Even after three decades since their divorce, my parents don’t like each other.

Here are two people who loved each other wildly.

My dad, guitar in hand, serenaded my mom at her window sill. My mom went against everything her family wanted for her, eloped, and ran away to Florida, where they started their family before returning to Colombia.

Now, they can’t even say one nice thing about the other.

Maybe twice in his life, my dad has said, “Your mom did a good job raising you two.”

And my mom, in turn, would say, “To give your dad credit, he can turn the ugliest piece of lumber into the most beautiful piece of furniture.”

Now, that’s not really a compliment as much as it is the mention of a hobby. Something someone does on the weekends after getting inspired by different Pinterest boards, “To your dad’s credit, he can turn ingredients into yummy smoothies” or “To your dad’s credit, he knows how to make strawberry jam.”

If you were to list things kids need from parents, furniture wouldn’t make it into the top 100.

I remember sitting once in such a piece of furniture he had designed. It was a wall desk that made it into my room at the first apartment my mom got after they divorced. My dad would come some evenings and help my sister and me with homework.

It must have been night because I remember the lights being on and my dad sitting by my side while I completed calligraphy lines, which were a mandatory part of my catholic upbringing.

I was pressing hard on every single stroke, making my #2 pencil resemble a Sharpie. My dad gently grabbed my hand and softly told me, “You know? It’s okay to cry if you need to cry.”

I didn’t need to cry. I was angry. I couldn’t comprehend why the two people I loved most in the world couldn’t work it out.

But I did. I cried for a few minutes.

My dad helped me understand that underneath the anger was sadness.
A man with his temper could’ve easily gone the route of toxic machismo — it would’ve definitely not been out of place in Colombian society.

Instead, he taught me that men can be sensitive.

Years later, my dad was sitting in the last apartment we rented in Colombia on a chair he designed.

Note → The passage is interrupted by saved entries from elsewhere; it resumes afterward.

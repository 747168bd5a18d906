use clap::Subcommand;
use serde_json::json;
use std::sync::Arc;

use crate::auth::AuthService;
use crate::cli::utils::{open_store, output_success};
use crate::cli::OutputFormat;

#[derive(Subcommand)]
pub enum UserCommands {
    #[command(about = "Create an account")]
    Create {
        #[arg(long, help = "Account email")]
        email: String,
        #[arg(long, help = "Account password")]
        password: String,
    },
}

pub async fn handle(cmd: UserCommands, output_format: OutputFormat) -> anyhow::Result<()> {
    match cmd {
        UserCommands::Create { email, password } => {
            let (config, store) = open_store().await?;
            let auth = AuthService::new(store, Arc::new(config));
            let user = auth.register(&email, &password).await?;

            output_success(
                &output_format,
                &format!("Created user {}", user.email),
                Some(json!({ "user": user })),
            )
        }
    }
}
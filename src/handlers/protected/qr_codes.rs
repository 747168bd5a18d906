// handlers/protected/qr_codes.rs - certificate issuing and management

use axum::{
    body::Body,
    extract::{rejection::JsonRejection, Path, State},
    http::{header, HeaderMap, StatusCode},
    response::Response,
    Extension, Json,
};
use uuid::Uuid;

use crate::app::AppState;
use crate::database::models::{CertificateData, QrCode, QrCodeSummary};
use crate::error::ApiError;
use crate::middleware::{request_origin, ApiResponse, ApiResult, AuthUser};
use crate::services::certificate_service::download_filename;
use crate::services::{GeneratedQrCode, ToggleResult};

/// POST /api/qr-codes - Issue a certificate and its QR image
///
/// Body is the camelCase certificate payload; `title` and `clientName` are required.
///
/// ```json
/// { "success": true, "data": { "id": "...", "verification_url": "https://host/verify/...", "qr_code_image": "data:image/png;base64,...", "qr_code": { } } }
/// ```
pub async fn generate_post(
    State(state): State<AppState>,
    Extension(auth_user): Extension<AuthUser>,
    headers: HeaderMap,
    payload: Result<Json<CertificateData>, JsonRejection>,
) -> ApiResult<GeneratedQrCode> {
    let Json(data) = payload?;
    let origin = request_origin(&state.config.server, &headers);
    let generated = state
        .certificates()
        .generate(data, &origin, Some(auth_user.user_id))
        .await?;
    Ok(ApiResponse::created(generated))
}

/// GET /api/qr-codes - All certificates, newest first, with verification counts
pub async fn list_get(State(state): State<AppState>) -> ApiResult<Vec<QrCodeSummary>> {
    Ok(ApiResponse::success(state.certificates().list().await?))
}

/// GET /api/qr-codes/:id
pub async fn record_get(State(state): State<AppState>, Path(id): Path<String>) -> ApiResult<QrCode> {
    let id = parse_id(&id)?;
    Ok(ApiResponse::success(state.certificates().get(id).await?))
}

/// GET /api/qr-codes/:id/qr.png - Download the QR image
pub async fn image_get(
    State(state): State<AppState>,
    Path(id): Path<String>,
    headers: HeaderMap,
) -> Result<Response, ApiError> {
    let id = parse_id(&id)?;
    let origin = request_origin(&state.config.server, &headers);
    let (qr_code, png) = state.certificates().image_png(id, &origin).await?;

    Response::builder()
        .status(StatusCode::OK)
        .header(header::CONTENT_TYPE, "image/png")
        .header(
            header::CONTENT_DISPOSITION,
            format!("attachment; filename=\"{}\"", download_filename(&qr_code.title)),
        )
        .body(Body::from(png))
        .map_err(|e| {
            tracing::error!("Failed to build image response: {}", e);
            ApiError::internal_server_error("Failed to build response")
        })
}

/// POST /api/qr-codes/:id/toggle - Flip the active flag of one certificate
pub async fn toggle_post(State(state): State<AppState>, Path(id): Path<String>) -> ApiResult<ToggleResult> {
    let id = parse_id(&id)?;
    Ok(ApiResponse::success(state.dashboard().toggle(id).await?))
}

fn parse_id(raw: &str) -> Result<Uuid, ApiError> {
    Uuid::parse_str(raw).map_err(|_| ApiError::bad_request(format!("Invalid QR code id '{}'", raw)))
}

The chair came with us wherever we moved. It was a throne chair made of mahogany. The arm stumps had carvings of Pharaohs on them, and the legs had carvings of elephant hooves where they met the floor. Both carvings were highlighted in gold lacquer, contrasting the dark stain used on the rest of the chair and the mint green on the upholstery.

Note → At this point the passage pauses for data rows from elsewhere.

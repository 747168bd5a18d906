use chrono::{DateTime, Duration, TimeZone, Utc};
use serde::Serialize;
use std::sync::Arc;
use uuid::Uuid;

use super::ServiceError;
use crate::api::{export_filename, verifications_csv};
use crate::config::DashboardConfig;
use crate::database::models::{QrCodeSummary, VerificationEntry};
use crate::store::Store;

#[derive(Debug, Clone, Copy, PartialEq, Eq, Serialize)]
pub struct DashboardStats {
    pub total_qr_codes: i64,
    pub active_qr_codes: i64,
    pub total_verifications: i64,
    pub today_verifications: i64,
}

#[derive(Debug, Serialize)]
pub struct Dashboard {
    pub stats: DashboardStats,
    pub qr_codes: Vec<QrCodeSummary>,
    pub verifications: Vec<VerificationEntry>,
}

#[derive(Debug, Clone, Copy, Serialize)]
pub struct ToggleResult {
    pub id: Uuid,
    pub is_active: bool,
}

#[derive(Debug)]
pub struct CsvExport {
    pub filename: String,
    pub body: String,
    pub rows: usize,
}

pub struct DashboardService {
    store: Arc<dyn Store>,
    config: DashboardConfig,
}

impl DashboardService {
    pub fn new(store: Arc<dyn Store>, config: DashboardConfig) -> Self {
        Self { store, config }
    }

    /// The four counters, queried concurrently; the first failure fails the call
    pub async fn stats(&self) -> Result<DashboardStats, ServiceError> {
        let (start, end) = utc_day_bounds(Utc::now());
        let (total_qr_codes, active_qr_codes, total_verifications, today_verifications) = futures::try_join!(
            self.store.count_qr_codes(),
            self.store.count_active_qr_codes(),
            self.store.count_verifications(),
            self.store.count_verifications_between(start, end),
        )?;

        Ok(DashboardStats {
            total_qr_codes,
            active_qr_codes,
            total_verifications,
            today_verifications,
        })
    }

    pub async fn overview(&self) -> Result<Dashboard, ServiceError> {
        let (stats, qr_codes, verifications) = futures::try_join!(
            self.stats(),
            async { self.store.list_qr_codes().await.map_err(ServiceError::from) },
            async {
                self.store
                    .list_verifications(Some(self.config.recent_limit))
                    .await
                    .map_err(ServiceError::from)
            },
        )?;

        Ok(Dashboard {
            stats,
            qr_codes,
            verifications,
        })
    }

    pub async fn recent_verifications(&self, limit: Option<i64>) -> Result<Vec<VerificationEntry>, ServiceError> {
        let limit = self.clamp_limit(limit);
        Ok(self.store.list_verifications(Some(limit)).await?)
    }

    /// Flip `is_active` on exactly one certificate
    pub async fn toggle(&self, id: Uuid) -> Result<ToggleResult, ServiceError> {
        let is_active = self
            .store
            .toggle_qr_code(id)
            .await?
            .ok_or_else(|| ServiceError::NotFound(format!("QR code {}", id)))?;

        tracing::info!("QR code {} is now {}", id, if is_active { "active" } else { "inactive" });
        Ok(ToggleResult { id, is_active })
    }

    /// Every verification, newest first, as CSV
    pub async fn export_csv(&self) -> Result<CsvExport, ServiceError> {
        let entries = self.store.list_verifications(None).await?;
        tracing::info!("Exporting {} verifications", entries.len());
        Ok(CsvExport {
            filename: export_filename(Utc::now()),
            body: verifications_csv(&entries),
            rows: entries.len(),
        })
    }

    fn clamp_limit(&self, limit: Option<i64>) -> i64 {
        match limit {
            Some(n) if n > 0 => n.min(self.config.max_limit),
            _ => self.config.recent_limit.min(self.config.max_limit),
        }
    }
}

/// `[00:00, next 00:00)` of the UTC day containing `now`
pub fn utc_day_bounds(now: DateTime<Utc>) -> (DateTime<Utc>, DateTime<Utc>) {
    let start = now
        .date_naive()
        .and_hms_opt(0, 0, 0)
        .map(|midnight| Utc.from_utc_datetime(&midnight))
        .unwrap_or(now);
    (start, start + Duration::days(1))
}

#[cfg(test)]
mod tests {
    use super::*;
    use crate::config::AppConfig;
    use crate::database::models::{CertificateData, NewVerification, VERIFIED_STATUS};
    use crate::store::{MemoryStore, NewQrCode};

    async fn seeded(codes: usize, scans_on_first: usize) -> (DashboardService, Arc<dyn Store>, Vec<Uuid>) {
        let store: Arc<dyn Store> = Arc::new(MemoryStore::new());
        let mut ids = Vec::new();
        for i in 0..codes {
            let row = store
                .insert_qr_code(NewQrCode {
                    title: format!("Cert {}", i),
                    client_name: "Client".to_string(),
                    data: CertificateData::default(),
                    created_by: None,
                })
                .await
                .unwrap();
            ids.push(row.id);
        }
        for _ in 0..scans_on_first {
            store
                .insert_verification(NewVerification {
                    qr_id: ids[0],
                    ip_address: "10.0.0.1".to_string(),
                    user_agent: "test".to_string(),
                    status: VERIFIED_STATUS.to_string(),
                })
                .await
                .unwrap();
        }
        let service = DashboardService::new(store.clone(), AppConfig::development().dashboard);
        (service, store, ids)
    }

    #[test]
    fn day_bounds_cover_the_utc_day() {
        let now = Utc.with_ymd_and_hms(2024, 6, 1, 17, 45, 12).unwrap();
        let (start, end) = utc_day_bounds(now);
        assert_eq!(start, Utc.with_ymd_and_hms(2024, 6, 1, 0, 0, 0).unwrap());
        assert_eq!(end, Utc.with_ymd_and_hms(2024, 6, 2, 0, 0, 0).unwrap());
    }

    #[tokio::test]
    async fn stats_count_everything() {
        let (service, store, ids) = seeded(3, 4).await;
        store.toggle_qr_code(ids[1]).await.unwrap();

        let stats = service.stats().await.unwrap();
        assert_eq!(
            stats,
            DashboardStats {
                total_qr_codes: 3,
                active_qr_codes: 2,
                total_verifications: 4,
                today_verifications: 4,
            }
        );
    }

    #[tokio::test]
    async fn toggle_flips_only_the_target() {
        let (service, store, ids) = seeded(3, 0).await;

        let result = service.toggle(ids[1]).await.unwrap();
        assert!(!result.is_active);
        for (i, id) in ids.iter().enumerate() {
            let row = store.get_qr_code(*id).await.unwrap().unwrap();
            assert_eq!(row.is_active, i != 1);
        }

        assert!(service.toggle(ids[1]).await.unwrap().is_active);
        assert!(matches!(service.toggle(Uuid::new_v4()).await, Err(ServiceError::NotFound(_))));
    }

    #[tokio::test]
    async fn export_has_a_line_per_verification() {
        let (service, _, _) = seeded(2, 7).await;
        let export = service.export_csv().await.unwrap();
        assert_eq!(export.rows, 7);
        assert_eq!(export.body.lines().count(), 8);
        assert!(export.filename.starts_with("verifications-"));
    }

    #[tokio::test]
    async fn recent_limit_is_clamped() {
        let (service, _, _) = seeded(1, 5).await;
        assert_eq!(service.recent_verifications(Some(2)).await.unwrap().len(), 2);
        assert_eq!(service.recent_verifications(Some(0)).await.unwrap().len(), 5);
        assert_eq!(service.clamp_limit(Some(10_000)), 500);
        assert_eq!(service.clamp_limit(None), 50);
    }

    #[tokio::test]
    async fn overview_bundles_stats_and_lists() {
        let (service, _, _) = seeded(2, 3).await;
        let dashboard = service.overview().await.unwrap();
        assert_eq!(dashboard.stats.total_qr_codes, 2);
        assert_eq!(dashboard.qr_codes.len(), 2);
        assert_eq!(dashboard.verifications.len(), 3);
    }
}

My dad had been moving around the country, trying to find a place to call his own until he finally returned to Barranquilla to be close to us. But by then, we had made the tough decision of leaving everything we knew behind and trying our luck in San Diego.

He told me with tears in his eyes, “Never look back. That was my mistake.”
The day I left, I boarded the plane and looked out the window so no one would see me cry for two hours straight.

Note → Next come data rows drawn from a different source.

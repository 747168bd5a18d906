#![allow(dead_code)]

use std::process::{Child, Command, Stdio};
use std::sync::{Arc, OnceLock};
use std::time::{Duration, Instant};

use anyhow::{Context, Result};
use axum::body::{to_bytes, Body};
use axum::http::{header, Method, Request, StatusCode};
use axum::Router;
use serde_json::{json, Value};
use tower::ServiceExt;

use qrverify_api::config::{AppConfig, StoreBackend};
use qrverify_api::store::{MemoryStore, Store};
use qrverify_api::{app, AppState};

pub const PASSWORD: &str = "secret-password";

/// Router wired to a fresh in-memory store
pub struct TestApp {
    pub router: Router,
    pub store: Arc<dyn Store>,
    pub config: AppConfig,
}

pub struct TestResponse {
    pub status: StatusCode,
    pub headers: axum::http::HeaderMap,
    pub body: Vec<u8>,
}

impl TestResponse {
    pub fn json(&self) -> Value {
        serde_json::from_slice(&self.body).unwrap_or(Value::Null)
    }

    pub fn text(&self) -> String {
        String::from_utf8_lossy(&self.body).into_owned()
    }

    pub fn header(&self, name: header::HeaderName) -> String {
        self.headers
            .get(name)
            .and_then(|v| v.to_str().ok())
            .unwrap_or_default()
            .to_string()
    }
}

impl TestApp {
    pub fn new() -> Self {
        Self::with_config(test_config())
    }

    pub fn with_config(config: AppConfig) -> Self {
        let store: Arc<dyn Store> = Arc::new(MemoryStore::new());
        let router = app(AppState::new(config.clone(), store.clone()));
        Self { router, store, config }
    }

    pub async fn send(&self, request: Request<Body>) -> Result<TestResponse> {
        let response = self.router.clone().oneshot(request).await?;
        let status = response.status();
        let headers = response.headers().clone();
        let body = to_bytes(response.into_body(), usize::MAX).await?.to_vec();
        Ok(TestResponse { status, headers, body })
    }

    pub async fn call(
        &self,
        method: Method,
        uri: &str,
        token: Option<&str>,
        body: Option<Value>,
    ) -> Result<TestResponse> {
        let mut builder = Request::builder().method(method).uri(uri);
        if let Some(token) = token {
            builder = builder.header(header::AUTHORIZATION, format!("Bearer {}", token));
        }
        let request = match body {
            Some(body) => builder
                .header(header::CONTENT_TYPE, "application/json")
                .body(Body::from(serde_json::to_vec(&body)?))?,
            None => builder.body(Body::empty())?,
        };
        self.send(request).await
    }

    pub async fn get(&self, uri: &str, token: Option<&str>) -> Result<TestResponse> {
        self.call(Method::GET, uri, token, None).await
    }

    pub async fn post(&self, uri: &str, token: Option<&str>, body: Value) -> Result<TestResponse> {
        self.call(Method::POST, uri, token, Some(body)).await
    }

    /// Register `email` and return a bearer token for it
    pub async fn login_as(&self, email: &str) -> Result<String> {
        let credentials = json!({ "email": email, "password": PASSWORD });
        let res = self.post("/auth/register", None, credentials.clone()).await?;
        anyhow::ensure!(res.status == StatusCode::CREATED, "register failed: {}", res.text());

        let res = self.post("/auth/login", None, credentials).await?;
        anyhow::ensure!(res.status == StatusCode::OK, "login failed: {}", res.text());
        res.json()["data"]["token"]
            .as_str()
            .map(str::to_string)
            .context("login response without token")
    }

    /// Issue a certificate and return its id
    pub async fn create_certificate(&self, token: &str, title: &str) -> Result<String> {
        let res = self
            .post(
                "/api/qr-codes",
                Some(token),
                json!({
                    "title": title,
                    "clientName": "PT. Client",
                    "vessel": "TB Maju Jaya",
                    "quantity": "7,500 MT",
                    "ashContent": "5.2",
                }),
            )
            .await?;
        anyhow::ensure!(res.status == StatusCode::CREATED, "generate failed: {}", res.text());
        res.json()["data"]["id"]
            .as_str()
            .map(str::to_string)
            .context("generate response without id")
    }
}

/// Development preset with a cheap bcrypt cost and a fixed origin
pub fn test_config() -> AppConfig {
    let mut config = AppConfig::development();
    config.database.backend = StoreBackend::Memory;
    config.security.password_hash_cost = 4;
    config.server.public_origin = Some("https://verify.example.com".to_string());
    config
}

static SERVER: OnceLock<TestServer> = OnceLock::new();

/// The real server binary on a free port, backed by the in-memory store
pub struct TestServer {
    pub port: u16,
    pub base_url: String,
    child: Child,
}

impl TestServer {
    fn spawn() -> Result<Self> {
        // Pick an unused port for isolation
        let port = portpicker::pick_unused_port().context("failed to pick free port")?;
        let base_url = format!("http://127.0.0.1:{}", port);

        let mut cmd = Command::new(env!("CARGO_BIN_EXE_qrverify-api"));
        cmd.env("QRVERIFY_PORT", port.to_string())
            .env("SERVER_HOST", "127.0.0.1")
            .env("APP_ENV", "development")
            .env("DATABASE_BACKEND", "memory")
            .stdin(Stdio::null())
            .stdout(Stdio::inherit())
            .stderr(Stdio::inherit());

        let child = cmd.spawn().context("failed to spawn server binary")?;

        Ok(Self { port, base_url, child })
    }

    async fn wait_ready(&self, timeout: Duration) -> Result<()> {
        let client = reqwest::Client::new();
        let deadline = Instant::now() + timeout;
        loop {
            if Instant::now() > deadline {
                break;
            }
            let url = format!("{}/health", self.base_url);
            if let Ok(resp) = client.get(&url).send().await {
                if resp.status() == reqwest::StatusCode::OK {
                    return Ok(());
                }
            }
            tokio::time::sleep(Duration::from_millis(150)).await;
        }
        anyhow::bail!("server did not become ready on {} within {:?}", self.base_url, timeout)
    }
}

pub async fn ensure_server() -> Result<&'static TestServer> {
    let server = SERVER.get_or_init(|| TestServer::spawn().expect("failed to spawn server binary"));
    server.wait_ready(Duration::from_secs(10)).await?;
    Ok(server)
}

I wasn’t just crying because I had a layover in Phoenix, which has been, historically for me, one of the worst airports to fly into. TSA in Phoenix acts like they have never seen a brown man before.

I was crying because my dad taught me that it was better for a man to cry when they felt sad, or lost than to put on a facade of fake bravado.

Maybe if he would’ve been able to follow his advice, we would’ve grown up close to him. Maybe he would even have a full set of teeth.